Yes you can: you can have one target for the 32 bit ARM and one for the 64 bit one. You currently can't have one target (process) be both 32 and 64 bit, but you can do this with two targets. I am guessing you would have one target that is debugging the user space process and one for the 64 bit hypervisor routine which I am assuming is the kernel?
This is exactly why we developed LLDB with a modular plug-in based architecture.
I'm guessing the JTAG probe vends a single gdb-remote connection that is either seeing the user-process aarch32 or the hypervisor aarch64 at any given time. So you're stepping along in aarch32 mode and then it syscalls out to aarch64, all within a single Target.
I think this is akin to the folks doing the low-level startup routines on x86 machines - it changes its architecture from 32-bit to 64-bit as it brings up the system. From lldb's point of view this is a single Target that changes architecture during the debug session.
FWIW we were talking about this a little bit. Assuming I'm correct that you have one communication channel to the JTAG probe (one gdb-remote connection), when you step from aarch32 user process code to aarch64 hypervisor code it's not just an architecture change -- we're changing to an entirely different program (kernel versus user code).
This genuinely does need to be represented in lldb as two separate Targets that coexist simultaneously. Only one of them will be executing at any given time - so there would need to be some way for lldb to hand off from userland Target to kernel Target.

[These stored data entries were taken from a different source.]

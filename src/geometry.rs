//! Extents, volumes and rotation checks shared by items and boxes.
//!
//! Everything the packer measures goes through [`Extent`]: a depth/width/height
//! triple in a single length unit. Boxes are always expressed in centimetres;
//! items are converted to centimetres before they reach the packer.

use serde::{Deserialize, Serialize};
use utoipa::ToSchema;

/// Global numerical tolerance for floating-point comparisons.
pub const EPSILON_GENERAL: f64 = 1e-6;

/// The six axis permutations an item can be turned through.
const ROTATIONS: [[usize; 3]; 6] = [
    [0, 1, 2],
    [0, 2, 1],
    [1, 0, 2],
    [1, 2, 0],
    [2, 0, 1],
    [2, 1, 0],
];

/// Validation error for dimension and weight data.
#[derive(Debug, Clone, PartialEq, thiserror::Error)]
pub enum ValidationError {
    #[error("Invalid dimension: {0}")]
    InvalidDimension(String),
    #[error("Invalid weight: {0}")]
    InvalidWeight(String),
    #[error("Invalid quantity: {0}")]
    InvalidQuantity(String),
}

/// Depth, width and height of an item or a box interior.
#[derive(Clone, Copy, Debug, PartialEq, Serialize, Deserialize, ToSchema)]
pub struct Extent {
    pub depth: f64,
    pub width: f64,
    pub height: f64,
}

impl Extent {
    #[inline]
    pub const fn new(depth: f64, width: f64, height: f64) -> Self {
        Self {
            depth,
            width,
            height,
        }
    }

    #[inline]
    pub const fn as_array(&self) -> [f64; 3] {
        [self.depth, self.width, self.height]
    }

    /// Calculates the volume (product of all components).
    #[inline]
    pub fn volume(&self) -> f64 {
        self.depth * self.width * self.height
    }

    /// Multiplies every component with the same factor.
    #[inline]
    pub fn scaled(&self, factor: f64) -> Self {
        Self::new(
            self.depth * factor,
            self.width * factor,
            self.height * factor,
        )
    }

    /// Checks if all components are positive and finite.
    #[inline]
    pub fn is_valid_dimension(&self) -> bool {
        self.as_array()
            .iter()
            .all(|value| *value > 0.0 && value.is_finite())
    }

    /// Component-wise comparison without turning the extent.
    #[inline]
    pub fn fits_within(&self, container: &Self, tolerance: f64) -> bool {
        self.depth <= container.depth + tolerance
            && self.width <= container.width + tolerance
            && self.height <= container.height + tolerance
    }

    /// Checks whether any of the six 90° axis-aligned rotations fits the container.
    ///
    /// # Examples
    /// ```
    /// use ship_it_now::geometry::{Extent, EPSILON_GENERAL};
    ///
    /// let item = Extent::new(10.0, 20.0, 5.0);
    /// assert!(item.fits_rotated(&Extent::new(20.0, 10.0, 6.0), EPSILON_GENERAL));
    /// assert!(!item.fits_rotated(&Extent::new(9.0, 9.0, 9.0), EPSILON_GENERAL));
    /// ```
    pub fn fits_rotated(&self, container: &Self, tolerance: f64) -> bool {
        self.rotations()
            .any(|rotated| rotated.fits_within(container, tolerance))
    }

    /// Iterates over all six rotations, starting with the unrotated extent.
    pub fn rotations(&self) -> impl Iterator<Item = Extent> + use<> {
        let dims = self.as_array();
        ROTATIONS
            .into_iter()
            .map(move |[a, b, c]| Extent::new(dims[a], dims[b], dims[c]))
    }

    /// Compact textual form, used when two layouts are compared by their dimensions.
    pub fn signature(&self) -> String {
        format!("{}x{}x{}", self.depth, self.width, self.height)
    }
}

impl From<(f64, f64, f64)> for Extent {
    #[inline]
    fn from(tuple: (f64, f64, f64)) -> Self {
        Self::new(tuple.0, tuple.1, tuple.2)
    }
}

/// Trait for objects with a spatial extent in centimetres.
pub trait Dimensional {
    /// Returns the extent in centimetres.
    fn extent_cm(&self) -> Extent;

    /// Volume in cubic centimetres.
    fn volume_cm3(&self) -> f64 {
        self.extent_cm().volume()
    }
}

/// Trait for objects with weight.
pub trait Weighted {
    /// Returns the weight in kg.
    fn weight_kg(&self) -> f64;
}

/// Validates a single dimension.
pub fn validate_dimension(value: f64, name: &str) -> Result<(), ValidationError> {
    if value <= 0.0 || value.is_nan() || value.is_infinite() {
        return Err(ValidationError::InvalidDimension(format!(
            "{} must be positive, got: {}",
            name, value
        )));
    }
    Ok(())
}

/// Validates a weight.
pub fn validate_weight(value: f64) -> Result<(), ValidationError> {
    if value <= 0.0 || value.is_nan() || value.is_infinite() {
        return Err(ValidationError::InvalidWeight(format!(
            "Weight must be positive, got: {}",
            value
        )));
    }
    Ok(())
}

/// Validates all three components of an extent.
pub fn validate_extent(extent: &Extent) -> Result<(), ValidationError> {
    validate_dimension(extent.depth, "Depth")?;
    validate_dimension(extent.width, "Width")?;
    validate_dimension(extent.height, "Height")?;
    Ok(())
}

That's definitely something new.
If there are separate probes/gdb-remote communication channels for these -- maybe the kernel is running on one core and the user process on another -- then it's easy.

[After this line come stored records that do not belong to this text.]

/// Prices every successful box source and keeps the cheapest offer per carrier/service.
///
/// Sources are priced concurrently, one provider call each. A provider error or
/// timeout excludes only the affected source.
pub async fn shop_rates(
    packing: &PackingResult,
    from: &Address,
    to: &Address,
    provider: &dyn RateProvider,
    config: &RateShopConfig,
) -> CheapestOffers {
    let requests = packing.successful().map(|(source, boxes)| async move {
        let packages: Vec<Package> = boxes
            .iter()
            .map(|packed| Package::from_packed(packed, &config.buffers))
            .collect();
        let outcome = tokio::time::timeout(
            config.provider_timeout,
            provider.get_estimate(from, to, &packages),
        )
        .await
        .unwrap_or(Err(RateProviderError::Timeout(config.provider_timeout)));
        (source, boxes, outcome)
    });

    let mut offers = CheapestOffers::default();
    for (source, boxes, outcome) in join_all(requests).await {
        let quotes = match outcome {
            Ok(quotes) => quotes,
            Err(err) => {
                tracing::warn!(source = %source, error = %err, "excluding box source from rate shopping");
                continue;
            }
        };

        tracing::debug!(source = %source, quotes = quotes.len(), "received quotes");
        for quote in quotes {
            match RateQuote::from_provider(quote) {
                Ok(quote) => {
                    let offer = PricedOffer {
                        quote,
                        source,
                        boxes: boxes.clone(),
                    };
                    if let Some(held) = offers.conflicting_currency(&offer) {
                        tracing::warn!(
                            source = %source,
                            key = %offer.quote.key(),
                            held = %held,
                            offered = %offer.quote.total.currency,
                            "skipping quote in a different currency"
                        );
                        continue;
                    }
                    offers.consider(offer);
                }
                Err(err) => tracing::warn!(source = %source, error = %err, "skipping quote"),
            }
        }
    }

    offers
}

The EFI example I mentioned earlier where a processor changes its mode (16/32, then 64 bit) as it starts up is not a good comparison. In that case a single program is being debugged through the entire transition - it's just the architecture that has changed mid-debug-session.
One of the issues here is the ability to capture the context of the current debugging situation, and it depends on a whole lot of variables.
With JTAG gdbservers it may not care that much about the difference in programs at the developer/process/OS level. It may simply provide static single thread per core. There is not enough information here, but, in this instance, it can be represented with a single target to be seen by LLDB. LLDB will have to do the heavy lifting at this point to switch archs and locate 'real' thread information which we have done in the past with success. In this mode, the user at least gets a single coherent view of what is being debugged. Single stepping from one 'arch' to another can be possible seamlessly, given a good implementation.
The other situation, which is mentioned before, uses multiple targets. This works correctly if you have multiple gdbservers for the separate bits of what is being debugged, although, from a developer standpoint, things get complicated:
1) There is no 'high level view' of the current debugging situation at any present time.
2) There is no cooperation between the targets, _even_ if they share resources like memory.
3) Single stepping from one target to the other is not seamless.
4) Events can be missed from one target whilst debugging the other.
5) goes on..
This is why last year I suggest we start preparing for some sort of higher-level platform which can manage multiple targets in a way which makes sense for a given architecture/soc/system/whatever. It can understand memory can be shared between targets, and therefore watchpoints can trigger events on different platforms. It can understand in a single stepping situation there may be a need to switch targets given a set of circumstances to allow for a seamless experience to developers.
At this point, whilst multiple target debugging works, it's value can be so much more. Especially given the targets LLDB is tending to support; parts of larger SoCs.